### WHAT THE TASK REQUIRES
When you have gone through the entries below, state how many lines include the word "slots" and write nothing else.

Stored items
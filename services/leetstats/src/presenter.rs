//! Presenter turning a user report into display values
//!
//! The presenter never touches a concrete UI. It writes into a
//! [`DisplaySurface`], a set of named slots that a host (terminal, test
//! harness, web page) implements.

use chrono::{DateTime, Utc};

use crate::models::{Difficulty, UserReport};

/// Heading placed above the recent submissions list
pub const RECENT_HEADING: &str = "Recent Accepted Questions:";

/// Text of the link pointing at the relay's opt-in page
pub const RELAY_HINT_TEXT: &str = "Click here to enable CORS if blocked";

/// Progress of one difficulty tier
#[derive(Debug, Clone, Copy, PartialEq)]
pub struct ProgressIndicator {
    pub solved: u64,
    pub total: u64,
    /// `solved / total * 100`; not finite when `total` is 0
    pub percent: f64,
}

impl ProgressIndicator {
    /// Fraction text, e.g. `25/50`
    pub fn label(&self) -> String {
        format!("{}/{}", self.solved, self.total)
    }
}

/// Compute the progress indicator for a tier
///
/// A zero total yields a NaN (or infinite) percentage, which surfaces are
/// expected to render as an empty indicator.
pub fn update_progress(solved: u64, total: u64) -> ProgressIndicator {
    ProgressIndicator {
        solved,
        total,
        percent: solved as f64 / total as f64 * 100.0,
    }
}

/// Label/value pair shown as a summary card
#[derive(Debug, Clone, PartialEq, Eq)]
pub struct SummaryCard {
    pub label: &'static str,
    pub value: u64,
}

/// Link to a recently accepted problem
#[derive(Debug, Clone, PartialEq, Eq)]
pub struct ProblemLink {
    pub title: String,
    pub href: String,
    pub accepted_at: Option<DateTime<Utc>>,
}

/// Pointer to a page that can unblock the relay
#[derive(Debug, Clone, PartialEq, Eq)]
pub struct RemediationHint {
    pub text: &'static str,
    pub href: String,
}

/// State of the search trigger
#[derive(Debug, Clone, Copy, PartialEq, Eq)]
pub enum TriggerState {
    Idle,
    Busy,
}

impl TriggerState {
    /// Label shown on the trigger
    pub fn label(&self) -> &'static str {
        match self {
            TriggerState::Idle => "Search",
            TriggerState::Busy => "Searching...",
        }
    }

    /// Whether the trigger accepts input
    pub fn is_interactive(&self) -> bool {
        matches!(self, TriggerState::Idle)
    }
}

/// Named display slots the widget writes into
///
/// Each region write fully replaces the previous content of that region.
pub trait DisplaySurface {
    /// Progress indicator and fraction label of one tier
    fn set_progress(&mut self, difficulty: Difficulty, progress: &ProgressIndicator);

    /// Summary cards region
    fn set_summary_cards(&mut self, cards: &[SummaryCard]);

    /// Recent submissions region
    fn set_recent_list(&mut self, heading: &str, links: &[ProblemLink]);

    /// Replace the primary region with an error message
    fn show_error(&mut self, message: &str, hint: Option<&RemediationHint>);

    /// Label and interactivity of the trigger
    fn set_trigger(&mut self, state: TriggerState);

    /// Blocking notification, used for validation messages
    fn notify(&mut self, message: &str);
}

/// Maps reports onto a display surface
#[derive(Debug, Clone)]
pub struct Presenter {
    problem_base_url: String,
}

impl Presenter {
    /// Create a new presenter linking problems under `problem_base_url`
    pub fn new(problem_base_url: impl Into<String>) -> Self {
        let problem_base_url = problem_base_url.into().trim_end_matches('/').to_string();
        Self { problem_base_url }
    }

    /// Write a report into all three regions of the surface
    pub fn render<D>(&self, report: &UserReport, surface: &mut D)
    where
        D: DisplaySurface + ?Sized,
    {
        for difficulty in Difficulty::TIERS {
            let progress = update_progress(report.solved(difficulty), report.available(difficulty));
            surface.set_progress(difficulty, &progress);
        }

        surface.set_summary_cards(&summary_cards(report));
        surface.set_recent_list(RECENT_HEADING, &self.recent_links(report));
    }

    /// Link target of a problem
    pub fn problem_url(&self, title_slug: &str) -> String {
        format!("{}/{}/", self.problem_base_url, title_slug)
    }

    /// Recent accepted submissions as links, most recent first
    pub fn recent_links(&self, report: &UserReport) -> Vec<ProblemLink> {
        report
            .recent
            .iter()
            .map(|submission| ProblemLink {
                title: submission.title.clone(),
                href: self.problem_url(&submission.title_slug),
                accepted_at: submission.accepted_at(),
            })
            .collect()
    }
}

/// Submission totals, overall then per tier
pub fn summary_cards(report: &UserReport) -> Vec<SummaryCard> {
    [
        ("Overall Submissions", Difficulty::All),
        ("Overall Easy Submissions", Difficulty::Easy),
        ("Overall Medium Submissions", Difficulty::Medium),
        ("Overall Hard Submissions", Difficulty::Hard),
    ]
    .into_iter()
    .map(|(label, difficulty)| SummaryCard {
        label,
        value: report.submissions(difficulty),
    })
    .collect()
}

### SOLUTION BELOW
2